Pretty well overall. I wish I could get more enthusiasm for regular exercising but on rainy days it’s hard – and my wardrobe is suffering from what seems like shrinking clothes! In the past 12 months, our business has operated remotely almost completely and that requires us to do things differently – from hiring, reviewing and planning and even delivering our software to customers. But we are very fortunate that technology facilitates this now better than at any time in history – and as Openet software is part of the technology solution, it is exciting.
8. Tell us about Openet and your role as CEO ?
Openet develops complex middleware software products for telecommunications companies. Many of our customers are cellular networks, but we also serve satellite, internet-fibre and cable customers too.
Prior to Openet being acquired by Amdocs in 2020, my role was to lead the management team in creating strategy and helping the team to manage their business units as well as possible. It also involved fundraising, selling, and customer, employee and shareholder relationship management. It was great fun on most days. But it had some challenging days too.
Post-acquisition, my job is a little less defined – I now lead a business unit inside a much larger parent company. This involves a fair bit of politics and requires a different form of influencing and internal selling.
9. What do you attribute to the global success of Openet?
Hard work. Never for a second believing it would not be a success. Being humble and introspective about what was working and what wasn’t working so well. And, passion for what we do – you have to be authentic in how you approach your business, or you will fail. You need missionaries, not mercenaries.
10. How do you handle stress and pressure?
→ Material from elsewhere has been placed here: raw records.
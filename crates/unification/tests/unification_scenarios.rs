use terma_terms::Term;
use terma_terms::TermBuilder;
use terma_terms::TermVar;
use terma_terms::appl;
use terma_terms::cons;
use terma_terms::int;
use terma_terms::list;
use terma_terms::nil;
use terma_terms::none;
use terma_terms::some;
use terma_terms::string;
use terma_terms::var;
use terma_unification::PersistentSubstitution;
use terma_unification::Substitution;
use terma_unification::UnificationError;
use terma_unification::UnionFindSubstitution;
use terma_unification::Unifier;
use terma_unification::try_unify;
use terma_unification::try_unify_all;
use terma_unification::unify;
use terma_unification::unify_all;
use terma_utilities::TermaResult;
use terma_utilities::cast;
use test_case::test_case;
use test_log::test;

fn lookup(substitution: &impl Substitution, name: &str) -> Option<Term> {
    substitution.get(&TermVar::new(name), true).unwrap()
}

#[test]
fn test_equal_integers() {
    let unifier = unify(&int(42), &int(42)).unwrap();

    assert!(matches!(unifier, Unifier::Empty(_)));
    assert!(unifier.is_empty());
}

#[test]
fn test_different_integers() {
    assert!(unify(&int(42), &int(1337)).is_none());

    let error = try_unify(&int(42), &int(1337)).unwrap_err();
    assert!(matches!(error, UnificationError::Mismatch { .. }));
}

#[test]
fn test_chained_variables() {
    let unifier = unify(&var("X"), &int(42)).unwrap();
    let unifier = unifier.unify(&var("Y"), &var("X")).unwrap();

    assert_eq!(lookup(&unifier, "X"), Some(int(42)));
    assert_eq!(lookup(&unifier, "Y"), Some(int(42)));
    assert_eq!(
        unifier.find(&TermVar::new("X")),
        unifier.find(&TermVar::new("Y"))
    );
}

#[test]
fn test_open_list_against_closed_list() {
    let open = cons(var("X"), var("XS")).unwrap();
    let unifier = unify(&open, &list([int(1), int(42)])).unwrap();

    assert_eq!(lookup(&unifier, "X"), Some(int(1)));
    assert_eq!(lookup(&unifier, "XS"), Some(list([int(42)])));
    assert_eq!(unifier.len(), 2);
}

#[test]
fn test_constructors() {
    let unifier = unify(&appl("Foo", [var("X")]), &appl("Foo", [int(1)])).unwrap();
    assert_eq!(lookup(&unifier, "X"), Some(int(1)));

    assert!(unify(&appl("Foo", [var("X")]), &appl("Bar", [int(1)])).is_none());

    let error = try_unify(&appl("Foo", [var("X")]), &appl("Bar", [int(1)])).unwrap_err();
    let reason = cast!(error, UnificationError::Mismatch { reason, .. } => reason);
    assert!(reason.contains("Foo/1"), "{reason}");
    assert!(reason.contains("Bar/1"), "{reason}");
}

#[test]
fn test_concatenation_resolved_after_binding() {
    let concatenation = TermBuilder::concat_lists(&var("X"), &list([int(1)])).unwrap();
    assert_eq!(concatenation.to_string(), "?X ++ [1]");

    let unifier = unify(&var("X"), &nil()).unwrap();
    assert_eq!(unifier.apply(&concatenation).unwrap(), list([int(1)]));
}

#[test]
fn test_concatenation_unifies_with_list_once_bound() {
    let concatenation = TermBuilder::concat_lists(&var("X"), &list([int(1)])).unwrap();

    let unifier = unify_all([
        (var("X"), list([var("Y")])),
        (concatenation, list([int(0), var("Z")])),
    ])
    .unwrap();

    assert_eq!(lookup(&unifier, "Y"), Some(int(0)));
    assert_eq!(lookup(&unifier, "Z"), Some(int(1)));
    assert_eq!(lookup(&unifier, "X"), Some(list([int(0)])));
}

#[test]
fn test_concatenation_against_closed_list() {
    let concatenation = TermBuilder::concat_lists(&var("XS"), &list([int(1)])).unwrap();

    let unifier = unify(&concatenation, &list([int(0), int(1)])).unwrap();
    assert_eq!(lookup(&unifier, "XS"), Some(list([int(0)])));

    let unifier = unify(&list([int(1)]), &concatenation).unwrap();
    assert_eq!(lookup(&unifier, "XS"), Some(nil()));

    // The known elements in front of the variable are matched first.
    let prefixed = TermBuilder::concat_lists(&cons(var("A"), var("XS")).unwrap(), &list([int(2)])).unwrap();
    let unifier = unify(&prefixed, &list([int(1), int(2)])).unwrap();
    assert_eq!(lookup(&unifier, "A"), Some(int(1)));
    assert_eq!(lookup(&unifier, "XS"), Some(nil()));

    // The variable cannot be bound to a list that contains itself.
    assert!(unify(&concatenation, &list([var("XS"), int(1)])).is_none());
}

#[test]
fn test_concatenation_independent_of_pair_order() {
    let concatenation = TermBuilder::concat_lists(&var("XS"), &list([int(1)])).unwrap();
    let pairs = vec![
        (var("XS"), cons(int(0), var("YS")).unwrap()),
        (var("YS"), nil()),
        (concatenation.clone(), list([var("A"), var("B")])),
    ];

    let forward = unify_all(pairs.clone()).unwrap();
    let backward = unify_all(pairs.into_iter().rev().map(|(left, right)| (right, left))).unwrap();

    for unifier in [&forward, &backward] {
        assert_eq!(lookup(unifier, "A"), Some(int(0)));
        assert_eq!(lookup(unifier, "B"), Some(int(1)));
        assert_eq!(lookup(unifier, "XS"), Some(list([int(0)])));
        assert_eq!(lookup(unifier, "YS"), Some(nil()));
    }
}

#[test]
fn test_concatenation_waits_for_its_variable() {
    let concatenation = TermBuilder::concat_lists(&var("XS"), &list([int(1)])).unwrap();
    let open = cons(int(0), var("YS")).unwrap();

    // Only decidable once XS is bound by the second pair.
    let pairs = vec![(concatenation.clone(), open.clone()), (var("XS"), list([int(0)]))];
    for pairs in [pairs.clone(), pairs.into_iter().rev().collect()] {
        let unifier = unify_all(pairs).unwrap();
        assert_eq!(lookup(&unifier, "YS"), Some(list([int(1)])));
    }

    // Or once the tail of the list is bound.
    let unifier = unify_all([(concatenation.clone(), open.clone()), (var("YS"), list([int(1)]))]).unwrap();
    assert_eq!(lookup(&unifier, "XS"), Some(list([int(0)])));

    // Without the binding there is no single most general unifier.
    let error = try_unify(&concatenation, &open).unwrap_err();
    let reason = cast!(error, UnificationError::Mismatch { reason, .. } => reason);
    assert!(reason.contains("unbound"), "{reason}");
}

#[test]
fn test_concatenation_bound_to_a_non_list() {
    let concatenation = TermBuilder::concat_lists(&var("X"), &list([int(1)])).unwrap();
    let unifier = unify(&var("X"), &int(0)).unwrap();

    assert!(unifier.apply(&concatenation).is_err());
}

#[test]
fn test_occurs_check() {
    let error = try_unify(&var("X"), &appl("f", [var("X")])).unwrap_err();
    let variable = cast!(error, UnificationError::OccursCheck { variable, .. } => variable);
    assert_eq!(variable, TermVar::new("X"));

    // The cycle is only visible through the binding of Y.
    assert!(unify_all([
        (var("X"), appl("f", [var("Y")])),
        (var("Y"), some(var("X"))),
    ])
    .is_none());

    // Through two classes that are merged.
    assert!(unify_all([
        (var("X"), appl("f", [var("Y")])),
        (var("Z"), var("Y")),
        (var("Z"), var("X")),
    ])
    .is_none());
}

#[test]
fn test_occurs_check_on_long_lists() {
    let variables: Vec<Term> = (0..20_000).map(|index| var(format!("V{index}"))).collect();

    let unifier = unify(&var("XS"), &list(variables.clone())).unwrap();
    assert_eq!(lookup(&unifier, "XS"), Some(list(variables.clone())));
    assert!(!unifier.is_ground(&var("XS")));

    let cyclic = list(variables.iter().cloned().chain([var("XS")]));
    assert!(unify(&var("XS"), &cyclic).is_none());

    let bound = unify_all(variables.iter().map(|variable| (variable.clone(), int(0)))).unwrap();
    assert!(bound.unify(&var("XS"), &list(variables)).unwrap().is_ground(&var("XS")));
}

#[test]
fn test_error_message_of_deeply_nested_term() {
    let depth = 200_000;
    let mut term = int(0);
    for _ in 0..depth {
        term = appl("f", [term]);
    }

    assert!(unify(&term, &appl("g", [])).is_none());

    let message = try_unify(&term, &appl("g", [])).unwrap_err().to_string();
    assert!(message.starts_with("cannot unify f(f("), "{}", &message[..40]);
    assert!(message.ends_with("different constructors f/1 and g/0"));
}

#[test]
fn test_merged_classes_unify_their_values() {
    let unifier = unify_all([
        (var("X"), appl("pair", [var("A"), int(2)])),
        (var("Y"), appl("pair", [int(1), var("B")])),
        (var("X"), var("Y")),
    ])
    .unwrap();

    assert_eq!(lookup(&unifier, "A"), Some(int(1)));
    assert_eq!(lookup(&unifier, "B"), Some(int(2)));
    assert_eq!(lookup(&unifier, "X"), Some(appl("pair", [int(1), int(2)])));
    assert!(unifier.are_equal(&var("X"), &var("Y")).unwrap());
}

#[test_case(none(), some(int(1)) ; "none and some")]
#[test_case(string("a"), string("b") ; "different strings")]
#[test_case(list([int(1)]), list([int(1), int(2)]) ; "lists of different length")]
#[test_case(appl("f", [int(1)]), appl("f", [int(1), int(2)]) ; "different arities")]
#[test_case(nil(), int(0) ; "nil and integer")]
#[test_case(TermBuilder::concat_lists(&var("XS"), &list([int(1)])).unwrap(), int(1) ; "concatenation and integer")]
#[test_case(TermBuilder::concat_lists(&var("XS"), &list([int(1), int(2)])).unwrap(), list([int(2)]) ; "concatenation longer than list")]
#[test_case(TermBuilder::concat_lists(&cons(int(0), var("XS")).unwrap(), &list([int(1)])).unwrap(), list([int(1)]) ; "concatenation with different first element")]
fn test_mismatched_kinds_and_arities(left: Term, right: Term) {
    assert!(unify(&left, &right).is_none());
    assert!(unify(&right, &left).is_none());

    let error = try_unify(&left, &right).unwrap_err();
    assert!(matches!(error, UnificationError::Mismatch { .. }), "{error}");
}

#[test]
fn test_failure_is_all_or_nothing() {
    let unifier = unify(&var("X"), &int(1)).unwrap();
    let result = try_unify_all([(var("Y"), int(2)), (var("X"), int(3))]);
    assert!(result.is_ok());

    assert!(unifier.unify_all([(var("Y"), int(2)), (var("X"), int(3))]).is_none());
    assert_eq!(lookup(&unifier, "Y"), None);
    assert_eq!(lookup(&unifier, "X"), Some(int(1)));
}

#[test]
fn test_substitution_implementations_agree() {
    let left = appl("f", [var("X"), list([var("Y"), var("Z")]), some(var("Y"))]);
    let right = appl("f", [appl("g", [var("Y")]), list([int(1), var("W")]), var("V")]);

    let mutable = UnionFindSubstitution::new().unify(&left, &right).unwrap();
    let persistent = PersistentSubstitution::new().unify(&left, &right).unwrap();
    let unifier = unify(&left, &right).unwrap();

    let expected = appl("f", [appl("g", [int(1)]), list([int(1), var("W")]), some(int(1))]);
    assert_eq!(mutable.apply(&left).unwrap().to_string(), persistent.apply(&left).unwrap().to_string());
    assert_eq!(unifier.apply(&left).unwrap(), persistent.apply(&right).unwrap());

    // W and Z are aliases, so either one may be the representative.
    let instantiated = unifier.apply(&left).unwrap();
    assert!(
        instantiated == expected
            || instantiated == appl("f", [appl("g", [int(1)]), list([int(1), var("Z")]), some(int(1))])
    );

    assert!(unifier.is_ground(&var("X")));
    assert!(!unifier.is_ground(&var("Z")));
    assert!(unifier.contains(&TermVar::new("V")));
    assert!(!unifier.contains(&TermVar::new("Q")));
}

#[test]
fn test_errors_convert_into_catch_all() -> TermaResult<()> {
    let unifier = try_unify(&appl("f", [var("X"), var("Y")]), &appl("f", [int(1), var("X")]))?;
    assert_eq!(unifier.apply(&var("Y"))?, int(1));

    let error = try_unify(&var("X"), &list([var("X")])).map(|_| ()).map_err(terma_utilities::TermaError::from);
    assert!(error.unwrap_err().is::<UnificationError>());
    Ok(())
}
There are definitely good and bad versions of stress. I lean into circumstances to get the former and try to avoid the latter. But in dealing with the bad stress, I find it extremely helpful to seek a broader perspective – so that I can rationalise the challenge and find a calm in how to deal with it. I believe you should be motivated by passion but rarely make decisions based on it alone. Family and very close friends in particular are a great source of levelling and perspective gathering; talking and sharing concerns can be very therapeutic.
11. What is the proudest moment of your career to date?
There are a few proud moments; the runaway success of Digifone, the successful IPO with O2, Openet being the software that enabled the first iPhone and then iPad services in the USA market for AT&T, and in 2011 when Openet won the E&Y Entrepreneur of the Year Award for Ireland. But funnily enough the proudest moment for me is actually much more mundane – as Finance Manager years ago, one of my staff got a degree that I had encouraged them to attempt and that was the moment that I am most proud of if I am being honest. I believe that a fulfilling career is one in which you do some good or provide good service to society and being able to make a positive impact is what really makes me proud.
12. What is life outside of work like for you – interests, hobbies, pastimes?
Quiet. I enjoy reading and occasionally try to write (but do so badly). I enjoy science fiction and trying to learn some aspects of physics although I really am not good at the maths. I do a little cycling and some swimming. I am a moderate skier, a reasonable shot with a shotgun and an average fisherman. I like taking old computers apart and messing around with trying to do some computer programming. I do enjoy a glass of red wine and enjoy meeting friends for dinner and things like that. And I try to help mentor entrepreneurs when I can.
13. And finally, are there any rules you live by?
If I am committed to something, I always try to do my best. That sometimes means not committing to things that people ask you to do which can be awkward – but when I get involved with something then I do my very best at it. Loyalty is really important to me, as is being sincere, reliable and dependable.
I try to do some good with the time I have rather than waste it or be negative; I think this is truly important if you want to avoid living with regrets – regret would be my form of hell.